Ryder, Gabriel, Olivia, and Tanner all suffer from asthma
Someone you know suffers from a dangerous allergy.  Someone you know struggles to move air in and out of their lungs, due to asthma, someone you know is at risk for a life threatening reaction, and nearly everyone you know has allergies.  Some of us suffer from hayfever, some a pet allergy, some to medicine or latex; more that half of the people in this world suffer from an allergy.  Why is this important to you? A sniffle, or small rash today, can turn into a deadly reaction when you're exposed to that same trigger tomorrow.

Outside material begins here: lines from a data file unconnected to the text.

fn decode_vertices(
    raw_vertices: &[WireVertex],
    nsc: usize,
    nb: usize,
) -> Result<Vec<Vertex>, CodecError> {
    let nv = raw_vertices.len();
    let mut vertices = Vec::with_capacity(nv);
    let mut sc_cursor = 0usize;
    for (i, raw) in raw_vertices.iter().enumerate() {
        let kind = VertexKind::from_wire_tag(raw.kind).ok_or(CodecError::UnknownTag {
            entity: "vertex kind",
            tag: raw.kind,
        })?;
        if usize::from(raw.n_out_edges) > MAX_OUT_EDGES {
            return Err(invalid(
                "vertex",
                i,
                format!("{} out-edges exceed the limit of {MAX_OUT_EDGES}", raw.n_out_edges),
            ));
        }
        let mut v = Vertex::new(kind);
        for slot in 0..usize::from(raw.n_out_edges) {
            let to = raw.out_edges[slot];
            if usize::from(to) >= nv {
                return Err(CodecError::IndexOutOfRange {
                    entity: "vertex out-edge",
                    index: usize::from(to),
                    limit: nv,
                });
            }
            v.push_out_edge(VertexId(to));
        }
        let n_sub = usize::from(raw.n_subchains);
        if n_sub == 0 {
            if raw.first_subchain != 0 {
                return Err(invalid(
                    "vertex",
                    i,
                    format!("empty subchain range starts at {}", raw.first_subchain),
                ));
            }
        } else {
            if usize::from(raw.first_subchain) != sc_cursor {
                return Err(invalid(
                    "vertex",
                    i,
                    format!(
                        "subchain range starts at {}, expected {sc_cursor}",
                        raw.first_subchain
                    ),
                ));
            }
            sc_cursor += n_sub;
            if sc_cursor > nsc {
                return Err(CodecError::IndexOutOfRange {
                    entity: "subchain",
                    index: sc_cursor - 1,
                    limit: nsc,
                });
            }
            for s in 0..n_sub {
                v.push_subchain(SubchainId(raw.first_subchain + s as u16));
            }
        }
        if raw.process_base != NONE_U16 {
            if usize::from(raw.process_base) >= nb {
                return Err(CodecError::IndexOutOfRange {
                    entity: "process base",
                    index: usize::from(raw.process_base),
                    limit: nb,
                });
            }
            v.set_process_base(ProcessBaseId(raw.process_base));
        }
        vertices.push(v);
    }
    if sc_cursor != nsc {
        return Err(invalid(
            "subchain",
            sc_cursor,
            "unreferenced by any vertex".into(),
        ));
    }
    Ok(vertices)
}

fn decode_subchains(
    raw_subchains: &[WireSubchain],
    task_id: u16,
    npu: usize,
) -> Result<Vec<Subchain>, CodecError> {
    let nsc = raw_subchains.len();
    let mut subchains = Vec::with_capacity(nsc);
    let mut pu_cursor = 0usize;
    for (i, raw) in raw_subchains.iter().enumerate() {
        let kind = SubchainKind::from_wire_tag(raw.kind).ok_or(CodecError::UnknownTag {
            entity: "subchain kind",
            tag: raw.kind,
        })?;
        let expected_id = compose_global_id(task_id, i as u16);
        if raw.id != expected_id {
            return Err(invalid(
                "subchain",
                i,
                format!("global id {:#010x}, expected {expected_id:#010x}", raw.id),
            ));
        }
        let n_ops = usize::from(raw.n_cpu_ops);
        if n_ops > MAX_CPU_OPS {
            return Err(invalid(
                "subchain",
                i,
                format!("{n_ops} cpu ops exceed the limit of {MAX_CPU_OPS}"),
            ));
        }
        match kind {
            SubchainKind::Hw => {
                if n_ops != 0 {
                    return Err(invalid("subchain", i, "hardware subchain carries cpu ops".into()));
                }
                let mut sc = Subchain::hw(raw.id);
                let n_pus_local = usize::from(raw.n_pus);
                if n_pus_local == 0 {
                    if raw.first_pu != 0 {
                        return Err(invalid(
                            "subchain",
                            i,
                            format!("empty pu range starts at {}", raw.first_pu),
                        ));
                    }
                } else {
                    if usize::from(raw.first_pu) != pu_cursor {
                        return Err(invalid(
                            "subchain",
                            i,
                            format!("pu range starts at {}, expected {pu_cursor}", raw.first_pu),
                        ));
                    }
                    pu_cursor += n_pus_local;
                    if pu_cursor > npu {
                        return Err(CodecError::IndexOutOfRange {
                            entity: "pu",
                            index: pu_cursor - 1,
                            limit: npu,
                        });
                    }
                    for p in 0..n_pus_local {
                        sc.push_pu(PuId(raw.first_pu + p as u16));
                    }
                }
                subchains.push(sc);
            }
            SubchainKind::Cpu => {
                if raw.n_pus != 0 || raw.first_pu != 0 {
                    return Err(invalid("subchain", i, "cpu subchain owns pus".into()));
                }
                let mut sc = Subchain::cpu(raw.id);
                for op_raw in &raw.cpu_ops[..n_ops] {
                    let opcode =
                        CpuOpcode::from_wire_tag(op_raw.opcode).ok_or(CodecError::UnknownTag {
                            entity: "cpu opcode",
                            tag: op_raw.opcode,
                        })?;
                    let src = index_option("cpu-op source", op_raw.src_pu, npu)?;
                    let dst = index_option("cpu-op destination", op_raw.dst_pu, npu)?;
                    let pushed = sc.push_cpu_op(CpuOp {
                        opcode,
                        src_pu: src.map(PuId),
                        dst_pu: dst.map(PuId),
                        imm: op_raw.imm,
                    });
                    debug_assert!(pushed);
                }
                subchains.push(sc);
            }
        }
    }
    if pu_cursor != npu {
        return Err(invalid(
            "pu",
            pu_cursor,
            "unreferenced by any subchain".into(),
        ));
    }
    Ok(subchains)
}

fn decode_pus(raw_pus: &[WirePu]) -> Result<Vec<Pu>, CodecError> {
    let npu = raw_pus.len();
    let mut kinds = Vec::with_capacity(npu);
    for (i, raw) in raw_pus.iter().enumerate() {
        let kind = PuKind::from_wire_tag(raw.kind).ok_or(CodecError::UnknownTag {
            entity: "pu kind",
            tag: raw.kind,
        })?;
        if raw.instance >= kind.instance_budget() {
            return Err(invalid(
                "pu",
                i,
                format!(
                    "{kind} instance {} out of range (budget {})",
                    raw.instance,
                    kind.instance_budget()
                ),
            ));
        }
        if raw.n_in != kind.in_ports() || raw.n_out != kind.out_ports() {
            return Err(invalid(
                "pu",
                i,
                format!(
                    "port counts {}/{} do not match {kind} ({}/{})",
                    raw.n_in,
                    raw.n_out,
                    kind.in_ports(),
                    kind.out_ports()
                ),
            ));
        }
        kinds.push(kind);
    }

    let mut pus = Vec::with_capacity(npu);
    for (i, raw) in raw_pus.iter().enumerate() {
        let kind = kinds[i];
        let params = PuParams::decode(kind, &raw.params)?;
        let mut pu = Pu::new(kind, raw.instance, params, None);
        for port in 0..kind.in_ports() {
            let link = raw.in_ports[usize::from(port)];
            if link.producer == NONE_U16 {
                return Err(invalid(
                    "pu",
                    i,
                    format!("input port {port} is not connected"),
                ));
            }
            if usize::from(link.producer) >= npu {
                return Err(CodecError::IndexOutOfRange {
                    entity: "port producer",
                    index: usize::from(link.producer),
                    limit: npu,
                });
            }
            let producer_kind = kinds[usize::from(link.producer)];
            if link.out_port >= producer_kind.out_ports() {
                return Err(invalid(
                    "pu",
                    i,
                    format!(
                        "input port {port} names output {} beyond {producer_kind}'s {}",
                        link.out_port,
                        producer_kind.out_ports()
                    ),
                ));
            }
            pu.bind_in_port(
                PuId(i as u16),
                port,
                PortLink {
                    producer: PuId(link.producer),
                    out_port: link.out_port,
                },
            )
            .map_err(|e| invalid("pu", i, e.to_string()))?;
        }
        pus.push(pu);
    }
    Ok(pus)
}

/// Rebuilds external slots, memmaps, and the size graph from the DMA
/// parameter payloads; slots observed by several DMAs fold their boundary
/// flags together.
fn rebuild_backing(
    pus: &mut [Pu],
) -> Result<(Vec<ExternalMem>, Vec<Memmap>, SizeGraph), CodecError> {
    let npu = pus.len();
    let mut max_slot: Option<u16> = None;
    for pu in pus.iter() {
        if let PuParams::Dma(p) = &pu.params {
            if let Some(s) = p.ext_slot {
                max_slot = Some(max_slot.map_or(s, |m| m.max(s)));
            }
        }
    }
    let n_slots = max_slot.map_or(0, |m| usize::from(m) + 1);
    let mut io_flags = vec![false; n_slots];
    for pu in pus.iter() {
        if let PuParams::Dma(p) = &pu.params {
            if let Some(s) = p.ext_slot {
                io_flags[usize::from(s)] |= p.io;
            }
        }
    }
    let external_mems: Vec<ExternalMem> = io_flags
        .iter()
        .map(|&io| {
            if io {
                ExternalMem::io()
            } else {
                ExternalMem::intermediate()
            }
        })
        .collect();

    let mut memmaps: Vec<Memmap> = Vec::new();
    let mut sizes = SizeGraph::new();
    for i in 0..npu {
        let PuParams::Dma(p) = pus[i].params else {
            continue;
        };
        let backing = match (p.ext_slot, p.preload_pu) {
            (Some(s), _) => MemmapBacking::External(ExtMemId(s)),
            (None, Some(pre)) => {
                if usize::from(pre) >= npu {
                    return Err(CodecError::IndexOutOfRange {
                        entity: "preload source",
                        index: usize::from(pre),
                        limit: npu,
                    });
                }
                MemmapBacking::PreloadPu(PuId(pre))
            }
            (None, None) => {
                return Err(invalid("pu", i, "dma names no backing store".into()));
            }
        };
        let image = ImageDesc::with_line_ofs(p.width, p.height, p.pixel_bytes, p.line_ofs);
        let copies = if p.data_kind == DmaDataKind::PointList {
            usize::from(p.roi_count).max(1)
        } else {
            1
        };
        let base = MemmapId(memmaps.len() as u16);
        for _ in 0..copies {
            memmaps.push(Memmap { backing, image });
        }
        pus[i].set_memmap(base);

        // Input DMAs re-seed the size graph with their resolved origins.
        if pus[i].kind() == PuKind::DmaIn {
            let node = sizes
                .add_inout(None)
                .map_err(|e| invalid("pu", i, e.to_string()))?;
            sizes
                .set_origin(node, Dimensions::new(u32::from(p.width), u32::from(p.height)))
                .map_err(|e| invalid("pu", i, e.to_string()))?;
            pus[i].set_size_node(node);
        }
    }
    Ok((external_mems, memmaps, sizes))
}

fn decode_process_bases(
    raw_bases: &[WireProcessBase],
    vertices: &[Vertex],
) -> Result<Vec<ProcessBase>, CodecError> {
    let mut process_bases = Vec::with_capacity(raw_bases.len());
    for (i, raw) in raw_bases.iter().enumerate() {
        if usize::from(raw.vertex) >= vertices.len() {
            return Err(CodecError::IndexOutOfRange {
                entity: "process-base vertex",
                index: usize::from(raw.vertex),
                limit: vertices.len(),
            });
        }
        let owner = &vertices[usize::from(raw.vertex)];
        if owner.process_base() != Some(ProcessBaseId(i as u16)) {
            return Err(invalid(
                "process base",
                i,
                "owning vertex does not reference it back".into(),
            ));
        }
        process_bases.push(ProcessBase {
            vertex: VertexId(raw.vertex),
            n_layers: raw.n_layers,
            in_width: raw.in_width,
            in_height: raw.in_height,
            base_ofs: raw.base_ofs,
        });
    }
    Ok(process_bases)
}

  • A nationwide survey found that more than half (54.6%) of all U.S. citizens test positive to one or more allergens.6
  • In a recent survey, over 50% of homes had at least six detectable allergens present.23
  • Allergic diseases affect as many as 40 to 50 million Americans.24
  •  Anaphylactic reactions to penicillin cause 400 deaths.7
  • Between 6% and 10% of adverse drug reactions are allergic or immunologic in nature.15
  • Penicillin is the most common cause of drug-induced anaphylaxis. 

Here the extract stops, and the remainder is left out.